Key Analytics Infotables
In ThingWorx Analytics Server, two key infotables are in use for providing dataset and metadata information to a job request. Regardless of how the request is submitted (via a REST call, a mashup, or a service), the dataset and metadata must be provided in the form of an infotable.
An infotable is an instance of a data shape that includes data. Two commonly–used infotables are the following:
• AnalyticsDatasetRef – This infotable references a specific dataset, including a URI and the data format (both will vary depending on whether the data is a stored dataset or in-place data provided with a request).
• AnalyticsDatasetMetadata – This infotable is a data shape containing the machine learning characteristics that describe a dataset, including fieldName, dataType, opType, and more.
|
Metadata only needs to be provided if you are accessing data that is not already in the appropriate microservice, that is, the data URI does not use the scheme dataset://.
|
AnalyticsDatasetRef
The AnalyticsDatasetRef contains the following fields:
• datasetUri – A string that points to the location of the data you want to include in the request. Data can be accessed from a variety of locations. The syntax of this field includes two components separated by a colon. On the left side of the colon is a scheme, which indicates the source of the data (such as a stored dataset or in-place data provided directly to a request). On the right side of the colon is a path, which provides the specific location. The possible schemes include:
◦ thingworx:// – Points to a ThingWorx file repository, such as AnalyticsUploadStorage, where data can be uploaded and stored.
◦ thingworxs:// – Functions the same as the thingworx:// scheme but is used when ThingWorx Foundation server is accessed over SSL (https).

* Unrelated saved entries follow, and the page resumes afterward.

//! Configuration types for mdu
//!
//! This module defines:
//! - CLI argument parsing using clap derive macros
//! - Runtime configuration with validation
//! - Thread-count clamping against hardware concurrency

use crate::error::ConfigError;
use clap::{Parser, ValueEnum};
use std::path::PathBuf;
use tracing::warn;

/// Multithreaded disk usage
#[derive(Parser, Debug, Clone)]
#[command(
    name = "mdu",
    version,
    about = "Measure disk usage of files and directory trees using a pool of worker threads",
    long_about = "Measures the total size of each PATH.\n\n\
                  Directories are traversed concurrently by a fixed pool of worker threads \
                  sharing one stack of pending subdirectories. Roots are measured one at a \
                  time, in argument order.",
    after_help = "EXAMPLES:\n    \
        mdu /var/log\n    \
        mdu -j 8 /usr /opt ~/Downloads\n    \
        mdu -j 4 -H --summary /data"
)]
pub struct CliArgs {
    /// Files or directories to measure
    #[arg(value_name = "PATH", required = true, num_args = 1..)]
    pub paths: Vec<PathBuf>,

    /// Number of worker threads (clamped to hardware concurrency)
    #[arg(short = 'j', long = "jobs", default_value = "1", value_name = "NUM")]
    pub jobs: usize,

    /// How to account for subdirectories that cannot be read
    #[arg(long, value_enum, default_value_t = UnreadablePolicy::Skip, value_name = "POLICY")]
    pub unreadable: UnreadablePolicy,

    /// Print sizes with binary units (KiB, MiB, ...)
    #[arg(short = 'H', long)]
    pub human_readable: bool,

    /// Print a summary with totals and elapsed time
    #[arg(short = 's', long)]
    pub summary: bool,

    /// Verbose output (debug logging)
    #[arg(short = 'v', long)]
    pub verbose: bool,
}

/// Accounting for a subdirectory the scan is not allowed to list
#[derive(Debug, Clone, Copy, PartialEq, Eq, Default, ValueEnum)]
pub enum UnreadablePolicy {
    /// Contribute nothing
    #[default]
    Skip,
    /// Contribute the directory entry's own reported size
    CountEntry,
}

/// Validated runtime configuration
#[derive(Debug, Clone)]
pub struct MduConfig {
    /// Roots to measure, in argument order
    pub paths: Vec<PathBuf>,

    /// Number of worker threads
    pub worker_count: usize,

    /// Thread count originally requested, if it had to be clamped
    pub requested_workers: Option<usize>,

    /// Unreadable subdirectory policy
    pub unreadable: UnreadablePolicy,

    /// Print human-readable sizes
    pub human_readable: bool,

    /// Print end-of-run summary
    pub show_summary: bool,

    /// Verbose logging
    pub verbose: bool,
}

impl MduConfig {
    /// Configuration with `worker_count` threads and no paths
    ///
    /// Used by library callers that drive the controller themselves. The
    /// count is not clamped here.
    pub fn new(worker_count: usize) -> Self {
        Self {
            paths: Vec::new(),
            worker_count,
            requested_workers: None,
            unreadable: UnreadablePolicy::default(),
            human_readable: false,
            show_summary: false,
            verbose: false,
        }
    }

    pub fn with_paths<I, P>(mut self, paths: I) -> Self
    where
        I: IntoIterator<Item = P>,
        P: Into<PathBuf>,
    {
        self.paths = paths.into_iter().map(Into::into).collect();
        self
    }

    pub fn with_unreadable(mut self, policy: UnreadablePolicy) -> Self {
        self.unreadable = policy;
        self
    }

    /// Create and validate configuration from CLI arguments
    pub fn from_args(args: CliArgs) -> Result<Self, ConfigError> {
        Self::from_args_with_limit(args, hardware_threads())
    }

    /// As [`MduConfig::from_args`], with an explicit hardware limit
    pub fn from_args_with_limit(args: CliArgs, max_threads: usize) -> Result<Self, ConfigError> {
        if args.paths.is_empty() {
            return Err(ConfigError::NoPaths);
        }

        let (worker_count, clamped) = clamp_workers(args.jobs, max_threads)?;
        let requested_workers = if clamped {
            warn!(
                requested = args.jobs,
                max = worker_count,
                "Number of threads exceeds hardware concurrency, clamping"
            );
            Some(args.jobs)
        } else {
            None
        };

        Ok(Self {
            paths: args.paths,
            worker_count,
            requested_workers,
            unreadable: args.unreadable,
            human_readable: args.human_readable,
            show_summary: args.summary,
            verbose: args.verbose,
        })
    }

    /// Validate the configuration before spawning any worker
    pub fn validate(&self) -> Result<(), ConfigError> {
        if self.worker_count == 0 {
            return Err(ConfigError::InvalidThreadCount { count: 0 });
        }
        Ok(())
    }
}

/// Detected hardware concurrency (at least 1)
pub fn hardware_threads() -> usize {
    num_cpus::get().max(1)
}

/// Bound `requested` by `max_threads`
///
/// Returns the usable count and whether clamping happened. Zero is rejected.
pub fn clamp_workers(requested: usize, max_threads: usize) -> Result<(usize, bool), ConfigError> {
    if requested == 0 {
        return Err(ConfigError::InvalidThreadCount { count: requested });
    }
    let max_threads = max_threads.max(1);
    if requested > max_threads {
        Ok((max_threads, true))
    } else {
        Ok((requested, false))
    }
}
use std::time::Duration;

use futures::future::join_all;
use tokio::time::Instant;

/// Polls every published challenge URL from the public side until it
/// answers once or the window closes. Best-effort: the caller proceeds to
/// the CA validation either way, this only decouples our publication from
/// the CA's verification.
pub async fn wait_for_urls(
    http: &reqwest::Client,
    urls: Vec<String>,
    duration: Duration,
    interval: Duration,
) {
    if urls.is_empty() {
        return;
    }
    let deadline = Instant::now() + duration;
    let checks = urls.into_iter().map(|url| {
        let http = http.clone();
        async move {
            loop {
                match http.get(&url).send().await {
                    Ok(response) => {
                        tracing::debug!(url, status = %response.status(), "challenge reachable");
                        return;
                    }
                    Err(error) => {
                        tracing::warn!(url, error = ?error, "challenge self-check failed");
                    }
                }
                if Instant::now() + interval >= deadline {
                    tracing::warn!(url, "challenge self-check timed out");
                    return;
                }
                tokio::time::sleep(interval).await;
            }
        }
    });
    join_all(checks).await;
}
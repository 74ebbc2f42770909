use std::net::{IpAddr, SocketAddr};
use std::path::PathBuf;
use std::str::FromStr;

use anyhow::Result;
use envconfig::Envconfig;

use crate::acme::{DomainSpec, EabCredentials, HandlerType, Manager, Settings};

use super::implementation::Server;

/// Comma-separated `domain` or `domain=challenge_dir` entries.
#[derive(Debug, Default)]
pub struct DomainList(Vec<(String, String)>);

impl FromStr for DomainList {
    type Err = String;

    fn from_str(s: &str) -> Result<Self, Self::Err> {
        Ok(DomainList(
            s.trim()
                .split(',')
                .map(|entry| entry.trim())
                .filter(|entry| !entry.is_empty())
                .map(|entry| match entry.split_once('=') {
                    Some((domain, dir)) => (domain.trim().to_string(), dir.trim().to_string()),
                    None => (entry.to_string(), String::new()),
                })
                .collect(),
        ))
    }
}

#[derive(Debug, Envconfig)]
pub struct Config {
    /// Address the control surface binds to
    #[envconfig(from = "BIND_ADDRESS", default = "127.0.0.1")]
    pub bind_address: String,
    /// Port used for the control surface
    #[envconfig(from = "HTTP_PORT", default = "9980")]
    pub http_port: u16,
    /// Master switch for the ACME client
    #[envconfig(from = "ACME_ENABLE_CLIENT", default = "false")]
    pub enable_client: bool,
    /// PEM account key; empty for a default under the app data directory
    #[envconfig(from = "ACME_ACCOUNT_KEY_PATH", default = "")]
    pub account_key_path: String,
    /// Directory holding the certificate files; empty for the app data
    /// directory
    #[envconfig(from = "ACME_CERTIFICATE_DIRECTORY", default = "")]
    pub certificate_directory: String,
    #[envconfig(from = "ACME_CERTIFICATE_FILENAME", default = "fullchain.pem")]
    pub certificate_filename: String,
    #[envconfig(from = "ACME_CERTIFICATE_KEY_FILENAME", default = "privkey.pem")]
    pub certificate_key_filename: String,
    #[envconfig(from = "ACME_CERTIFICATE_AUTHORITY_FILENAME", default = "authorities.pem")]
    pub certificate_authority_filename: String,
    /// Domains the certificate must cover, with optional per-domain
    /// challenge directories for the files handler
    #[envconfig(from = "ACME_CERTIFICATE_DOMAINS", default = "")]
    pub certificate_domains: DomainList,
    /// One of server, files, manual
    #[envconfig(from = "ACME_CHALLENGE_HANDLER_TYPE", default = "manual")]
    pub challenge_handler_type: String,
    #[envconfig(
        from = "ACME_DIRECTORY_ENDPOINT",
        default = "https://acme-v02.api.letsencrypt.org/directory"
    )]
    pub directory_endpoint: String,
    /// Optional External Account Binding credentials
    #[envconfig(from = "ACME_EAB_KID", default = "")]
    pub eab_kid: String,
    #[envconfig(from = "ACME_EAB_MAC", default = "")]
    pub eab_mac: String,
}

impl Default for Config {
    fn default() -> Self {
        let hashmap = std::collections::HashMap::new();
        Config::init_from_hashmap(&hashmap).unwrap()
    }
}

fn app_local_data() -> PathBuf {
    dirs::data_local_dir()
        .unwrap_or_else(|| PathBuf::from("."))
        .join("certport")
}

impl Config {
    pub fn settings(&self) -> Result<Settings> {
        let handler_type: HandlerType = self.challenge_handler_type.parse()?;

        let certificate_directory = if self.certificate_directory.is_empty() {
            app_local_data()
        } else {
            PathBuf::from(&self.certificate_directory)
        };
        let account_key_path = if self.account_key_path.is_empty() {
            app_local_data().join("acme_account_key.pem")
        } else {
            PathBuf::from(&self.account_key_path)
        };

        let mut domains = Vec::with_capacity(self.certificate_domains.0.len());
        for (domain, dir) in &self.certificate_domains.0 {
            let ace_domain = idna::domain_to_ascii(domain)
                .map_err(|errors| anyhow::anyhow!("invalid domain {domain}: {errors:?}"))?;
            let challenge_directory = if dir.is_empty() {
                PathBuf::from(".")
            } else {
                PathBuf::from(dir)
            };
            domains.push(DomainSpec {
                ace_domain,
                challenge_directory,
            });
        }

        let eab = if self.eab_kid.is_empty() || self.eab_mac.is_empty() {
            None
        } else {
            Some(EabCredentials {
                kid: self.eab_kid.clone(),
                hmac: self.eab_mac.clone(),
            })
        };

        Ok(Settings {
            enabled: self.enable_client,
            account_key_path,
            certificate_directory,
            certificate_filename: self.certificate_filename.clone(),
            certificate_key_filename: self.certificate_key_filename.clone(),
            certificate_authority_filename: self.certificate_authority_filename.clone(),
            domains,
            handler_type,
            directory_endpoint: self.directory_endpoint.clone(),
            eab,
        })
    }

    fn enabled_check(&self, settings: &Settings) -> Result<()> {
        if !settings.enabled {
            return Ok(());
        }
        if settings.domains.is_empty() {
            return Err(anyhow::anyhow!("missing ACME_CERTIFICATE_DOMAINS"));
        }
        if settings.directory_endpoint.is_empty() {
            return Err(anyhow::anyhow!("missing ACME_DIRECTORY_ENDPOINT"));
        }
        Ok(())
    }

    pub fn server(self) -> Result<Server> {
        let settings = self.settings()?;
        self.enabled_check(&settings)?;
        let address = IpAddr::from_str(&self.bind_address)?;
        let listen = SocketAddr::from((address, self.http_port));
        Ok(Server::new(listen, Manager::new(settings)))
    }
}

◦ file:/ – Points to the ThingWorx Analytics Server file system where data can be loaded directly and accessed in place. Accessing data from the file system is useful for small datasets with rapidly changing data.
◦ body:/ – Points to in-place data that can be supplied directly as part of an API request body. This method is useful for scoring or model evaluation jobs. Data supplied this way is not stored.

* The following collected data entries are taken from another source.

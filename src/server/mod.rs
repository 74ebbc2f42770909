mod config;
mod error;
mod handlers;
mod implementation;
mod state;

pub use {
    config::Config, error::Error, error::Result, handlers::router, implementation::Server,
    state::AppState, state::SharedState,
};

◦ dataset:/ – Points to a dataset created and stored in a microservice.
• format – A string that indicates the storage format of the data. Supported values include:
◦ csv – For use with the thingworx://, thingworxs://, body:/ or file:/ schemes
◦ parquet – For use with the dataset:/ scheme
|
Format values must be indicated in lower case.
|
• filter – A string that contains clause conditions for an SQL WHERE statement to describe the characteristics of the data that should be included. It has the effect of removed rows of data from the dataset (does not remove columns).
• exclusions – A list of strings that remove specific fields from the dataset. It has the effect of removed columns from each row in the dataset (does not remove rows).

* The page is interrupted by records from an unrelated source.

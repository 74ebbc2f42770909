use std::time::Duration;

use base64::engine::general_purpose::{STANDARD, URL_SAFE_NO_PAD};
use base64::Engine as _;
use hmac::{Hmac, Mac};
use serde::Deserialize;
use serde_json::json;
use sha2::Sha256;

use super::crypto::AccountKey;
use super::transport::{AcmeError, Result, Transport};

const POLL_ATTEMPTS: usize = 30;
const POLL_INTERVAL: Duration = Duration::from_secs(2);

/// External Account Binding credentials handed out by the CA.
#[derive(Debug, Clone, PartialEq, Eq)]
pub struct EabCredentials {
    pub kid: String,
    pub hmac: String,
}

#[derive(Debug, Clone, Deserialize)]
pub struct Order {
    pub status: String,
    #[serde(default)]
    pub authorizations: Vec<String>,
    #[serde(default)]
    pub finalize: String,
    #[serde(default)]
    pub certificate: Option<String>,
    #[serde(skip)]
    pub url: String,
}

#[derive(Debug, Deserialize)]
struct Authorization {
    status: String,
    identifier: Identifier,
    #[serde(default)]
    challenges: Vec<ChallengeObject>,
}

#[derive(Debug, Deserialize)]
struct Identifier {
    value: String,
}

#[derive(Debug, Deserialize)]
struct ChallengeObject {
    #[serde(rename = "type")]
    kind: String,
    url: String,
    token: String,
    status: String,
}

/// One http-01 challenge to publish and answer.
#[derive(Debug, Clone)]
pub struct Challenge {
    pub domain: String,
    pub url: String,
    pub token: String,
    pub key_authorization: String,
}

impl Challenge {
    pub fn location(&self) -> String {
        format!("/.well-known/acme-challenge/{}", self.token)
    }

    /// URL the CA (and the self-check) will fetch.
    pub fn public_url(&self) -> String {
        format!("http://{}{}", self.domain, self.location())
    }
}

/// Ordered ACME operations of one certificate cycle, layered over the
/// signed transport.
pub struct Client {
    transport: Transport,
    key: AccountKey,
    account_url: Option<String>,
}

impl Client {
    pub async fn discover(http: reqwest::Client, endpoint: &str, key: AccountKey) -> Result<Self> {
        let transport = Transport::discover(http, endpoint).await?;
        Ok(Self {
            transport,
            key,
            account_url: None,
        })
    }

    fn kid(&self) -> Result<&str> {
        self.account_url
            .as_deref()
            .ok_or_else(|| AcmeError::Unexpected("account not registered".to_string()))
    }

    /// Creates or re-uses the account bound to the account key. The
    /// returned `Location` becomes the `kid` of every later request.
    pub async fn register_account(&mut self, eab: Option<&EabCredentials>) -> Result<()> {
        let new_account = self.transport.directory().new_account.clone();
        let mut payload = json!({ "termsOfServiceAgreed": true });
        if let Some(eab) = eab {
            payload["externalAccountBinding"] =
                external_account_binding(&self.key, eab, &new_account)?;
        }
        let response = self
            .transport
            .post(&self.key, None, &new_account, Some(&payload))
            .await?;
        let account_url = response
            .headers()
            .get("Location")
            .and_then(|value| value.to_str().ok())
            .map(str::to_string)
            .ok_or(AcmeError::MissingHeader("Location"))?;
        tracing::debug!(account_url, "ACME account ready");
        self.account_url = Some(account_url);
        Ok(())
    }

    pub async fn new_order(&self, domains: &[String]) -> Result<Order> {
        let identifiers: Vec<serde_json::Value> = domains
            .iter()
            .map(|domain| json!({ "type": "dns", "value": domain }))
            .collect();
        let payload = json!({ "identifiers": identifiers });
        let new_order = self.transport.directory().new_order.clone();
        let response = self
            .transport
            .post(&self.key, Some(self.kid()?), &new_order, Some(&payload))
            .await?;
        let url = response
            .headers()
            .get("Location")
            .and_then(|value| value.to_str().ok())
            .map(str::to_string)
            .ok_or(AcmeError::MissingHeader("Location"))?;
        let mut order: Order = response.json().await?;
        order.url = url;
        tracing::debug!(
            order_url = order.url,
            finalize_url = order.finalize,
            authorizations = order.authorizations.len(),
            "ordered certificate"
        );
        Ok(order)
    }

    async fn post_as_get<T: serde::de::DeserializeOwned>(&self, url: &str) -> Result<T> {
        let response = self
            .transport
            .post(&self.key, Some(self.kid()?), url, None)
            .await?;
        Ok(response.json().await?)
    }

    /// Fetches every authorization of the order and extracts its http-01
    /// challenge, skipping authorizations that are already valid.
    pub async fn http01_challenges(&self, order: &Order) -> Result<Vec<Challenge>> {
        let mut challenges = Vec::new();
        for auth_url in &order.authorizations {
            let authorization: Authorization = self.post_as_get(auth_url).await?;
            if authorization.status == "valid" {
                continue;
            }
            let domain = authorization.identifier.value;
            let challenge = authorization
                .challenges
                .into_iter()
                .find(|challenge| challenge.kind == "http-01")
                .ok_or_else(|| {
                    AcmeError::Unexpected(format!("no http-01 challenge offered for {domain}"))
                })?;
            if challenge.status == "valid" {
                continue;
            }
            let key_authorization = format!("{}.{}", challenge.token, self.key.thumbprint());
            challenges.push(Challenge {
                domain,
                url: challenge.url,
                token: challenge.token,
                key_authorization,
            });
        }
        Ok(challenges)
    }

    /// Tells the CA the challenge response is in place.
    pub async fn respond(&self, challenge: &Challenge) -> Result<()> {
        self.transport
            .post(&self.key, Some(self.kid()?), &challenge.url, Some(&json!({})))
            .await?;
        Ok(())
    }

    /// Polls the order until the CA has validated every challenge.
    pub async fn poll_order_ready(&self, order: &Order) -> Result<Order> {
        for _ in 0..POLL_ATTEMPTS {
            let mut polled: Order = self.post_as_get(&order.url).await?;
            polled.url = order.url.clone();
            match polled.status.as_str() {
                "ready" | "valid" => return Ok(polled),
                "invalid" => {
                    return Err(AcmeError::Unexpected("order became invalid".to_string()))
                }
                _ => tokio::time::sleep(POLL_INTERVAL).await,
            }
        }
        Err(AcmeError::Unexpected(
            "timed out waiting for order validation".to_string(),
        ))
    }

    /// Submits the CSR and polls until the certificate URL is available.
    pub async fn finalize(&self, order: &Order, csr_der: &[u8]) -> Result<Order> {
        let payload = json!({ "csr": URL_SAFE_NO_PAD.encode(csr_der) });
        let response = self
            .transport
            .post(&self.key, Some(self.kid()?), &order.finalize, Some(&payload))
            .await?;
        let mut finalized: Order = response.json().await?;
        finalized.url = order.url.clone();
        for _ in 0..POLL_ATTEMPTS {
            if finalized.status == "invalid" {
                return Err(AcmeError::Unexpected("order became invalid".to_string()));
            }
            if finalized.status == "valid" && finalized.certificate.is_some() {
                return Ok(finalized);
            }
            tokio::time::sleep(POLL_INTERVAL).await;
            finalized = self.post_as_get(&order.url).await?;
            finalized.url = order.url.clone();
        }
        Err(AcmeError::Unexpected(
            "timed out waiting for certificate issuance".to_string(),
        ))
    }

    /// Downloads the issued PEM chain.
    pub async fn download(&self, order: &Order) -> Result<String> {
        let certificate = order
            .certificate
            .as_deref()
            .ok_or_else(|| AcmeError::Unexpected("order has no certificate URL".to_string()))?;
        let response = self
            .transport
            .post(&self.key, Some(self.kid()?), certificate, None)
            .await?;
        Ok(response.text().await?)
    }
}

/// Inner HS256 JWS binding the new account to pre-existing CA credentials
/// (RFC 8555 §7.3.4). The HMAC key is accepted in base64url or standard
/// base64 form.
fn external_account_binding(
    key: &AccountKey,
    eab: &EabCredentials,
    new_account_url: &str,
) -> Result<serde_json::Value> {
    let hmac_key = URL_SAFE_NO_PAD
        .decode(&eab.hmac)
        .or_else(|_| STANDARD.decode(&eab.hmac))
        .map_err(|_| AcmeError::Unexpected("invalid EAB HMAC key encoding".to_string()))?;
    let protected = json!({
        "alg": "HS256",
        "kid": eab.kid,
        "url": new_account_url,
    });
    let protected = URL_SAFE_NO_PAD.encode(protected.to_string());
    let payload = URL_SAFE_NO_PAD.encode(key.jwk().to_string());
    let mut mac = Hmac::<Sha256>::new_from_slice(&hmac_key)
        .map_err(|_| AcmeError::Unexpected("invalid EAB HMAC key length".to_string()))?;
    mac.update(format!("{protected}.{payload}").as_bytes());
    let signature = mac.finalize().into_bytes();
    Ok(json!({
        "protected": protected,
        "payload": payload,
        "signature": URL_SAFE_NO_PAD.encode(signature),
    }))
}

#[cfg(test)]
mod tests {
    use super::*;

    #[test]
    fn challenge_location_and_public_url() {
        let challenge = Challenge {
            domain: "example.org".to_string(),
            url: "https://ca.invalid/chall/1".to_string(),
            token: "token123".to_string(),
            key_authorization: "token123.thumb".to_string(),
        };
        assert_eq!(
            challenge.location(),
            "/.well-known/acme-challenge/token123"
        );
        assert_eq!(
            challenge.public_url(),
            "http://example.org/.well-known/acme-challenge/token123"
        );
    }

    #[test]
    fn eab_signature_verifies_with_shared_secret() {
        let key = AccountKey::generate();
        let secret = b"super-secret-eab-key";
        let eab = EabCredentials {
            kid: "kid-1".to_string(),
            hmac: URL_SAFE_NO_PAD.encode(secret),
        };
        let binding =
            external_account_binding(&key, &eab, "https://ca.invalid/new-account").unwrap();

        let protected = binding["protected"].as_str().unwrap();
        let payload = binding["payload"].as_str().unwrap();
        let signature = URL_SAFE_NO_PAD
            .decode(binding["signature"].as_str().unwrap())
            .unwrap();

        let mut mac = Hmac::<Sha256>::new_from_slice(secret).unwrap();
        mac.update(format!("{protected}.{payload}").as_bytes());
        mac.verify_slice(&signature).unwrap();

        let header: serde_json::Value =
            serde_json::from_slice(&URL_SAFE_NO_PAD.decode(protected).unwrap()).unwrap();
        assert_eq!(header["alg"], "HS256");
        assert_eq!(header["kid"], "kid-1");

        let jwk: serde_json::Value =
            serde_json::from_slice(&URL_SAFE_NO_PAD.decode(payload).unwrap()).unwrap();
        assert_eq!(jwk, key.jwk());
    }

    #[test]
    fn eab_rejects_undecodable_key() {
        let key = AccountKey::generate();
        let eab = EabCredentials {
            kid: "kid-1".to_string(),
            hmac: "!!! not base64 !!!".to_string(),
        };
        assert!(external_account_binding(&key, &eab, "https://ca.invalid").is_err());
    }
}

• data – An untyped infotable that must be provided in order to pass data as part of a request body. A data infotable is used only when the datasetUri parameter is set to body:/.
The data parameter can accept any infotable that includes only primitive base type fields (STRING, INTEGER, NUMBER). It must not contain additional nested infotables and it must match the corresponding metadata infotable. The data infotable must include at least the following:
◦ A Data Shape that defines each column of the data, including field names and base types. For additional information about creating and working with Data Shapes, see the
Data Shapes section of the
ThingWorx Foundation Help Center.
◦ Rows of actual data. A row entry must be specified for every record of data.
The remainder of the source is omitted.